Por vacaciones del reciente año pasado hicimos un viaje en carretera buscando sitios arqueológicos señalados en un mapa turístico publicado por un medio tradicional y una empresa de telefonía (confieso que faltó rigurosidad para tener datos más fieles). La idea era conocer aquello desconocido y sobre todo aquello otro que no cuenta con la publicidad del Instituto Guatemalteco de Turismo (Inguat), bastante deficiente en presentar información en su página web, o de National Geographic.
En el mapa señalamos los que se podían abarcar en una semana (de domingo al sábado siguiente), y dejar a las circunstancias la selección de hospedaje y comida. Los puntos que definitivamente queríamos ver eran: Estanzuela, en Zacapa; Quiriguá, en Izabal; Poptún, Ixcún, Santa Cruz, El Ocote, El Chal, Yaxhá, Nakum y El Naranjo, en Petén; todos ellos marcados en el mapa con una pirámide roja.
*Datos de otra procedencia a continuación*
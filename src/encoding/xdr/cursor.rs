// SPDX-FileCopyrightText: 2026 ArcheBase
//
// SPDX-License-Identifier: MulanPSL-2.0

//! XDR cursor for reading big-endian, 4-byte aligned data under limits.
//!
//! The cursor carries two live budgets: the remaining bytes it may consume
//! and the remaining nesting depth. Every read, skip and seek takes from the
//! byte budget; [`XdrCursor::with_limited_depth`] takes one level of depth for
//! the duration of a nested decode and gives it back afterwards.

use byteorder::{BigEndian, ByteOrder};

use crate::core::{CodecError, Result as CoreResult};

/// Default recursion depth when none is configured.
pub const DEFAULT_DEPTH_LIMIT: u32 = 500;

/// Read/write budgets.
#[derive(Debug, Clone, Copy, PartialEq, Eq)]
pub struct Limits {
    /// Remaining nesting depth
    pub depth: u32,
    /// Remaining byte budget
    pub len: usize,
}

impl Limits {
    /// No effective limits.
    pub fn none() -> Self {
        Self {
            depth: u32::MAX,
            len: usize::MAX,
        }
    }

    /// Limit depth only.
    pub fn depth(depth: u32) -> Self {
        Self {
            depth,
            ..Self::none()
        }
    }

    /// Limit length only.
    pub fn len(len: usize) -> Self {
        Self {
            len,
            ..Self::none()
        }
    }
}

impl Default for Limits {
    fn default() -> Self {
        Self::depth(DEFAULT_DEPTH_LIMIT)
    }
}

/// How a cursor discards bytes that are not materialized.
#[derive(Debug, Clone, Copy, PartialEq, Eq, Default)]
pub enum SkipMode {
    /// Consume the bytes as if reading them
    #[default]
    Consume,
    /// Jump forward relative to the current position, bounded by the
    /// stream end recorded when the cursor was created
    Seek,
}

/// Number of zero bytes that follow `len` data bytes.
pub const fn padding_len(len: usize) -> usize {
    (4 - (len % 4)) % 4
}

/// XDR cursor over an in-memory buffer.
///
/// # Example
///
/// ```
/// # fn main() -> Result<(), Box<dyn std::error::Error>> {
/// use xdrcodec::encoding::xdr::cursor::{Limits, XdrCursor};
///
/// let data = [0x00, 0x00, 0x00, 0x2A];
/// let mut cursor = XdrCursor::new(&data, Limits::none());
/// assert_eq!(cursor.read_u32()?, 42);
/// assert!(cursor.is_at_end());
/// # Ok(())
/// # }
/// ```
pub struct XdrCursor<'a> {
    /// The data buffer
    data: &'a [u8],
    /// Current read position
    offset: usize,
    /// Stream end recorded at construction, bounds seeking
    end: usize,
    /// Live budgets
    limits: Limits,
}

impl<'a> XdrCursor<'a> {
    /// Create a cursor over `data`.
    pub fn new(data: &'a [u8], limits: Limits) -> Self {
        Self {
            data,
            offset: 0,
            end: data.len(),
            limits,
        }
    }

    /// Get the current position.
    pub fn position(&self) -> usize {
        self.offset
    }

    /// Get the remaining bytes in the buffer.
    pub fn remaining(&self) -> usize {
        self.end - self.offset
    }

    /// Check if the cursor is at the end of the buffer.
    pub fn is_at_end(&self) -> bool {
        self.offset >= self.end
    }

    /// Get the live limits.
    pub fn limits(&self) -> Limits {
        self.limits
    }

    /// Take `len` bytes from the byte budget.
    pub fn consume_len(&mut self, len: usize) -> CoreResult<()> {
        match self.limits.len.checked_sub(len) {
            Some(rest) => {
                self.limits.len = rest;
                Ok(())
            }
            None => Err(CodecError::LengthLimitExceeded),
        }
    }

    /// Run `f` with one level of depth taken from the budget.
    ///
    /// Fails with `DepthExceeded` before `f` runs when the budget is spent.
    /// The level is returned whether `f` succeeds or not.
    pub fn with_limited_depth<T>(
        &mut self,
        f: impl FnOnce(&mut Self) -> CoreResult<T>,
    ) -> CoreResult<T> {
        if self.limits.depth == 0 {
            return Err(CodecError::DepthExceeded);
        }
        self.limits.depth -= 1;
        let result = f(self);
        self.limits.depth = self.limits.depth.saturating_add(1);
        result
    }

    /// Read a byte slice.
    pub fn read_bytes(&mut self, count: usize) -> CoreResult<&'a [u8]> {
        if count > self.remaining() {
            return Err(CodecError::buffer_too_short(
                count as u64,
                self.offset as u64,
            ));
        }
        self.consume_len(count)?;
        let start = self.offset;
        self.offset += count;
        Ok(&self.data[start..self.offset])
    }

    /// Read a u32 value.
    pub fn read_u32(&mut self) -> CoreResult<u32> {
        Ok(BigEndian::read_u32(self.read_bytes(4)?))
    }

    /// Read an i32 value.
    pub fn read_i32(&mut self) -> CoreResult<i32> {
        Ok(BigEndian::read_i32(self.read_bytes(4)?))
    }

    /// Read a u64 value.
    pub fn read_u64(&mut self) -> CoreResult<u64> {
        Ok(BigEndian::read_u64(self.read_bytes(8)?))
    }

    /// Read an i64 value.
    pub fn read_i64(&mut self) -> CoreResult<i64> {
        Ok(BigEndian::read_i64(self.read_bytes(8)?))
    }

    /// Read a 4-byte boolean; anything but 0 or 1 is invalid.
    pub fn read_bool(&mut self) -> CoreResult<bool> {
        match self.read_u32()? {
            0 => Ok(false),
            1 => Ok(true),
            other => Err(CodecError::invalid(format!("bool value {other}"))),
        }
    }

    /// Read a length prefix and check it against `max` before anything else.
    pub fn read_len(&mut self, max: u32) -> CoreResult<usize> {
        let len = self.read_u32()?;
        if len > max {
            return Err(CodecError::length_exceeds_max(u64::from(len), max));
        }
        Ok(len as usize)
    }

    /// Read `len` data bytes followed by zero padding.
    pub fn read_padded(&mut self, len: usize) -> CoreResult<&'a [u8]> {
        let data = self.read_bytes(len)?;
        let padding = self.read_bytes(padding_len(len))?;
        if padding.iter().any(|&b| b != 0) {
            return Err(CodecError::NonZeroPadding);
        }
        Ok(data)
    }

    /// Discard `count` bytes using the given mode.
    pub fn skip(&mut self, count: usize, mode: SkipMode) -> CoreResult<()> {
        match mode {
            SkipMode::Consume => self.read_bytes(count).map(|_| ()),
            SkipMode::Seek => self.seek_relative(count),
        }
    }

    /// Move forward without touching the skipped bytes.
    pub fn seek_relative(&mut self, count: usize) -> CoreResult<()> {
        let target = self
            .offset
            .checked_add(count)
            .filter(|&t| t <= self.end)
            .ok_or_else(|| CodecError::buffer_too_short(count as u64, self.offset as u64))?;
        self.consume_len(count)?;
        self.offset = target;
        Ok(())
    }

    /// Probe for one more byte; succeeds only at end of input.
    ///
    /// The probe does not consume from the byte budget.
    pub fn ensure_at_end(&self) -> CoreResult<()> {
        if self.is_at_end() {
            Ok(())
        } else {
            Err(CodecError::TrailingData)
        }
    }
}

#[cfg(test)]
mod tests {
    use super::*;

    #[test]
    fn test_cursor_new() {
        let data = [0u8; 8];
        let cursor = XdrCursor::new(&data, Limits::none());
        assert_eq!(cursor.position(), 0);
        assert_eq!(cursor.remaining(), 8);
        assert!(!cursor.is_at_end());
    }

    #[test]
    fn test_read_integers_big_endian() {
        let mut data = Vec::new();
        data.extend_from_slice(&42u32.to_be_bytes());
        data.extend_from_slice(&(-2i32).to_be_bytes());
        data.extend_from_slice(&0x0102030405060708u64.to_be_bytes());
        data.extend_from_slice(&(-9i64).to_be_bytes());
        let mut cursor = XdrCursor::new(&data, Limits::none());
        assert_eq!(cursor.read_u32().unwrap(), 42);
        assert_eq!(cursor.read_i32().unwrap(), -2);
        assert_eq!(cursor.read_u64().unwrap(), 0x0102030405060708);
        assert_eq!(cursor.read_i64().unwrap(), -9);
        assert!(cursor.is_at_end());
    }

    #[test]
    fn test_read_bool_rejects_other_values() {
        let data = [0, 0, 0, 1, 0, 0, 0, 2];
        let mut cursor = XdrCursor::new(&data, Limits::none());
        assert!(cursor.read_bool().unwrap());
        assert!(matches!(cursor.read_bool(), Err(CodecError::Invalid { .. })));
    }

    #[test]
    fn test_buffer_too_short() {
        let data = [0, 0, 1];
        let mut cursor = XdrCursor::new(&data, Limits::none());
        assert_eq!(
            cursor.read_u32().unwrap_err(),
            CodecError::buffer_too_short(4, 0)
        );
    }

    #[test]
    fn test_read_len_checks_bound_first() {
        let data = [0, 0, 0, 9];
        let mut cursor = XdrCursor::new(&data, Limits::none());
        assert_eq!(
            cursor.read_len(8).unwrap_err(),
            CodecError::length_exceeds_max(9, 8)
        );
    }

    #[test]
    fn test_read_padded() {
        let data = [b'a', b'b', 0, 0];
        let mut cursor = XdrCursor::new(&data, Limits::none());
        assert_eq!(cursor.read_padded(2).unwrap(), b"ab");
        assert!(cursor.is_at_end());

        let bad = [b'a', b'b', 0, 1];
        let mut cursor = XdrCursor::new(&bad, Limits::none());
        assert_eq!(
            cursor.read_padded(2).unwrap_err(),
            CodecError::NonZeroPadding
        );
    }

    #[test]
    fn test_padding_len() {
        assert_eq!(padding_len(0), 0);
        assert_eq!(padding_len(1), 3);
        assert_eq!(padding_len(4), 0);
        assert_eq!(padding_len(7), 1);
    }

    #[test]
    fn test_len_limit() {
        let data = [0u8; 8];
        let mut cursor = XdrCursor::new(&data, Limits::len(6));
        cursor.read_u32().unwrap();
        assert_eq!(
            cursor.read_u32().unwrap_err(),
            CodecError::LengthLimitExceeded
        );
    }

    #[test]
    fn test_depth_is_restored() {
        let data = [0u8; 4];
        let mut cursor = XdrCursor::new(&data, Limits::depth(1));
        cursor
            .with_limited_depth(|c| {
                assert_eq!(c.limits().depth, 0);
                let nested = c.with_limited_depth(|_| Ok(()));
                assert_eq!(nested.unwrap_err(), CodecError::DepthExceeded);
                Ok(())
            })
            .unwrap();
        assert_eq!(cursor.limits().depth, 1);

        let failed: CoreResult<()> =
            cursor.with_limited_depth(|_| Err(CodecError::invalid("boom")));
        assert!(failed.is_err());
        assert_eq!(cursor.limits().depth, 1);
    }

    #[test]
    fn test_seek_bounded_by_stream_end() {
        let data = [0u8; 8];
        let mut cursor = XdrCursor::new(&data, Limits::none());
        cursor.skip(4, SkipMode::Seek).unwrap();
        assert_eq!(cursor.position(), 4);
        assert!(cursor.skip(8, SkipMode::Seek).is_err());
        assert_eq!(cursor.position(), 4);
        cursor.skip(4, SkipMode::Consume).unwrap();
        assert!(cursor.is_at_end());
    }

    #[test]
    fn test_ensure_at_end() {
        let data = [0u8; 5];
        let mut cursor = XdrCursor::new(&data, Limits::none());
        cursor.read_u32().unwrap();
        assert_eq!(cursor.ensure_at_end().unwrap_err(), CodecError::TrailingData);
        assert_eq!(cursor.position(), 4);
    }
}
Viajar por las carreteras de Guatemala tiene su encanto, con toda la adrenalina de lidiar con conductores imprudentes y tener la habilidad experta para esquivar los innumerables cráteres en el asfalto, dos simples variables para evitar los trágicos accidentes. Tema aparte son los trechos en ampliación interminable, o los vestigios de huracanes con puentes caídos, o los constantes derrumbes por nuestra geografía tan compleja.
Si dejamos de lado lo técnico no todo va tan mal, pues ese orgullo tan nacionalista por los paisajes guatemaltecos tiene quizá su motivo en impresionantes vistas, con sinuosas formas y los tonos verdes más variados y antojadizos; los atardeceres nunca uno parecido a otro y esa transformación vegetal que sucede en silencio de kilómetro a kilómetro. Hay vida después de todo, aunque los ríos vayan secándose y la precariedad sea la pictografía que más se repita en el camino.
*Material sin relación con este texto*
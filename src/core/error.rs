// SPDX-FileCopyrightText: 2026 ArcheBase
//
// SPDX-License-Identifier: MulanPSL-2.0

//! Core error types for xdrcodec.
//!
//! Covers three phases:
//! - Schema loading (invalid, duplicate or unsupported definitions)
//! - Sparse-type generation (unresolved or ambiguous paths)
//! - Runtime encode/decode/skip (wire-format violations and limits)

use thiserror::Error;

/// Errors that can occur while loading schemas, generating sparse types, or
/// running the codec.
#[derive(Debug, Clone, PartialEq, Eq, Error)]
pub enum CodecError {
    /// Malformed discriminant, unexpected tag, or structurally impossible data.
    #[error("xdr value invalid: {reason}")]
    Invalid {
        /// What was wrong
        reason: String,
    },

    /// Bounded container length prefix over its static bound.
    #[error("xdr value max length exceeded: length {length} > max {max}")]
    LengthExceedsMax {
        /// Length prefix that was read (or length being written)
        length: u64,
        /// Declared bound
        max: u32,
    },

    /// Recursion budget exhausted.
    #[error("depth limit exceeded")]
    DepthExceeded,

    /// Byte budget of the reader or writer exhausted.
    #[error("length limit exceeded")]
    LengthLimitExceeded,

    /// Decode succeeded but unconsumed bytes remained.
    #[error("trailing data after value")]
    TrailingData,

    /// Input ended before the value was complete.
    #[error("buffer too short: requested {requested} bytes at position {position}")]
    BufferTooShort {
        /// Requested bytes
        requested: u64,
        /// Reader position when the error occurred
        position: u64,
    },

    /// Padding after opaque or string data was not zero.
    #[error("xdr padding contains non-zero bytes")]
    NonZeroPadding,

    /// String data was not UTF-8.
    #[error("string is not valid utf-8")]
    Utf8,

    /// Hex text for an opaque value did not parse.
    #[error("hex invalid: {input}")]
    InvalidHex {
        /// Offending text (truncated)
        input: String,
    },

    /// Sparse path names a field or case absent from the target type.
    #[error("unresolved path '{path}' in '{type_name}': {reason}")]
    UnresolvedPath {
        /// Full dotted path
        path: String,
        /// Type the segment was looked up in
        type_name: String,
        /// Why resolution failed
        reason: String,
    },

    /// A path segment is both a leaf and an intermediate node.
    #[error("ambiguous path segment '{segment}': '{terminal}' ends there but '{intermediate}' continues through it")]
    AmbiguousPath {
        /// Conflicting segment prefix
        segment: String,
        /// Path that ends at the segment
        terminal: String,
        /// Path that continues through the segment
        intermediate: String,
    },

    /// Same type name defined twice.
    #[error("duplicate definition of '{name}'")]
    DuplicateDefinition {
        /// Type name
        name: String,
    },

    /// Schema feature that is deliberately not supported.
    #[error("unsupported feature: {feature}")]
    UnsupportedFeature {
        /// What is not supported
        feature: String,
    },

    /// Type not found in the graph or registry.
    #[error("type not found: '{type_name}'")]
    TypeNotFound {
        /// Type name that was not found
        type_name: String,
    },

    /// Operation that needs a complete value was attempted on a sparse type.
    #[error("operation '{operation}' is not supported for sparse type '{type_name}'")]
    SparseUnsupported {
        /// Operation name
        operation: String,
        /// Sparse type name
        type_name: String,
    },

    /// Invalid schema document.
    #[error("invalid schema '{schema_name}': {reason}")]
    InvalidSchema {
        /// Schema or definition name
        schema_name: String,
        /// Validation error message
        reason: String,
    },

    /// JSON projection error.
    #[error("json error: {message}")]
    Json {
        /// Error message
        message: String,
    },

    /// Base64 input did not decode.
    #[error("base64 error: {message}")]
    Base64 {
        /// Error message
        message: String,
    },

    /// Other I/O failure.
    #[error("io error: {message}")]
    Io {
        /// Error message
        message: String,
    },
}

impl CodecError {
    /// Create an invalid-data error.
    pub fn invalid(reason: impl Into<String>) -> Self {
        CodecError::Invalid {
            reason: reason.into(),
        }
    }

    /// Create a length-exceeds-max error.
    pub fn length_exceeds_max(length: u64, max: u32) -> Self {
        CodecError::LengthExceedsMax { length, max }
    }

    /// Create a buffer too short error.
    pub fn buffer_too_short(requested: u64, position: u64) -> Self {
        CodecError::BufferTooShort {
            requested,
            position,
        }
    }

    /// Create an invalid hex error; long input is truncated.
    pub fn invalid_hex(input: &str) -> Self {
        let input = if input.len() > 32 {
            let cut = (0..=32)
                .rev()
                .find(|i| input.is_char_boundary(*i))
                .unwrap_or(0);
            format!("{}...", &input[..cut])
        } else {
            input.to_string()
        };
        CodecError::InvalidHex { input }
    }

    /// Create an unresolved path error.
    pub fn unresolved_path(
        path: impl Into<String>,
        type_name: impl Into<String>,
        reason: impl Into<String>,
    ) -> Self {
        CodecError::UnresolvedPath {
            path: path.into(),
            type_name: type_name.into(),
            reason: reason.into(),
        }
    }

    /// Create an unsupported feature error.
    pub fn unsupported(feature: impl Into<String>) -> Self {
        CodecError::UnsupportedFeature {
            feature: feature.into(),
        }
    }

    /// Create a "type not found" error.
    pub fn type_not_found(type_name: impl Into<String>) -> Self {
        CodecError::TypeNotFound {
            type_name: type_name.into(),
        }
    }

    /// Create a sparse-unsupported error.
    pub fn sparse_unsupported(operation: impl Into<String>, type_name: impl Into<String>) -> Self {
        CodecError::SparseUnsupported {
            operation: operation.into(),
            type_name: type_name.into(),
        }
    }

    /// Create an invalid schema error.
    pub fn invalid_schema(schema_name: impl Into<String>, reason: impl Into<String>) -> Self {
        CodecError::InvalidSchema {
            schema_name: schema_name.into(),
            reason: reason.into(),
        }
    }

    /// Create a JSON projection error.
    pub fn json(message: impl Into<String>) -> Self {
        CodecError::Json {
            message: message.into(),
        }
    }

    /// Whether this error came from the wire format rather than from schema
    /// or configuration problems.
    pub fn is_wire_error(&self) -> bool {
        matches!(
            self,
            CodecError::Invalid { .. }
                | CodecError::LengthExceedsMax { .. }
                | CodecError::DepthExceeded
                | CodecError::LengthLimitExceeded
                | CodecError::TrailingData
                | CodecError::BufferTooShort { .. }
                | CodecError::NonZeroPadding
                | CodecError::Utf8
        )
    }

    /// Get structured fields for logging.
    pub fn log_fields(&self) -> Vec<(&'static str, String)> {
        match self {
            CodecError::Invalid { reason } => vec![("reason", reason.clone())],
            CodecError::LengthExceedsMax { length, max } => {
                vec![("length", length.to_string()), ("max", max.to_string())]
            }
            CodecError::BufferTooShort {
                requested,
                position,
            } => vec![
                ("requested", requested.to_string()),
                ("position", position.to_string()),
            ],
            CodecError::InvalidHex { input } => vec![("input", input.clone())],
            CodecError::UnresolvedPath {
                path,
                type_name,
                reason,
            } => vec![
                ("path", path.clone()),
                ("type", type_name.clone()),
                ("reason", reason.clone()),
            ],
            CodecError::AmbiguousPath {
                segment,
                terminal,
                intermediate,
            } => vec![
                ("segment", segment.clone()),
                ("terminal", terminal.clone()),
                ("intermediate", intermediate.clone()),
            ],
            CodecError::DuplicateDefinition { name } => vec![("type", name.clone())],
            CodecError::UnsupportedFeature { feature } => vec![("feature", feature.clone())],
            CodecError::TypeNotFound { type_name } => vec![("type", type_name.clone())],
            CodecError::SparseUnsupported {
                operation,
                type_name,
            } => vec![("operation", operation.clone()), ("type", type_name.clone())],
            CodecError::InvalidSchema {
                schema_name,
                reason,
            } => vec![("schema", schema_name.clone()), ("reason", reason.clone())],
            CodecError::Json { message }
            | CodecError::Base64 { message }
            | CodecError::Io { message } => vec![("message", message.clone())],
            CodecError::DepthExceeded
            | CodecError::LengthLimitExceeded
            | CodecError::TrailingData
            | CodecError::NonZeroPadding
            | CodecError::Utf8 => Vec::new(),
        }
    }
}

impl From<std::io::Error> for CodecError {
    fn from(err: std::io::Error) -> Self {
        CodecError::Io {
            message: err.to_string(),
        }
    }
}

impl From<serde_json::Error> for CodecError {
    fn from(err: serde_json::Error) -> Self {
        CodecError::Json {
            message: err.to_string(),
        }
    }
}

impl From<base64::DecodeError> for CodecError {
    fn from(err: base64::DecodeError) -> Self {
        CodecError::Base64 {
            message: err.to_string(),
        }
    }
}

/// Result type for xdrcodec operations.
pub type Result<T> = std::result::Result<T, CodecError>;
Ya en los sitios nos detuvieron dos cosas. La primera fue la inexistencia de los sitios arqueológicos de Santa Cruz y El Ocote, pues los propios pobladores ignoraban que hubiera allí vestigios mayas. La segunda fue que por las distancias en terracería descartamos los sitios de Nakum y El Naranjo, que hacen triareja con Yaxhá. Seguramente nos perdimos de algo bello.
Por otro lado, me molesta de alguna manera que no se cobre el ingreso al Museo de Paleontología y Arqueología de Estanzuela (uno de los más cuidados) o a los sitios que casi nadie visita, como Ixcún (donde se encuentra la estela más grande de Petén) o El Chal, lugares de varias hectáreas de bosque protegido y escasísimo personal, que se conforme con donaciones de los visitantes.
Ningún museo o sitio turístico en México, España o Alemania es “gratis”, pese a tener un apoyo sólido de sus respectivos ministerios, instituciones u organismos de cultura. Y digo que me enoja de alguna manera porque también comprendo que al visitante local le parecerá difícil costear el traslado y la alimentación para toda la familia que un viaje como estos implica, además del pase de entrada. Por desgracia, no tenemos los grandes donantes millonarios que hacen la entrada gratuita a lugares como el Museo Nacional de Arte y Cultura Afroamericana, en Washington. Mi punto es que en Guatemala existen pocos proyectos culturales sostenibles.
Además de poco sostenibles, los que sí lo son carecen de información. Las explicaciones son pobres en Yaxhá y Quiriguá, donde quizá el pretexto sea pagarle a un guía, incluso extranjero, para enterarnos de tanta riqueza escondida.
A pesar de todo, viajar abre la mente. Este pequeño viaje fue impresionante, de mucho aprendizaje, de apreciar la belleza natural y cultural, de conocer los otros rostros de esta tierra, de reconocer que vale la pena conocerla.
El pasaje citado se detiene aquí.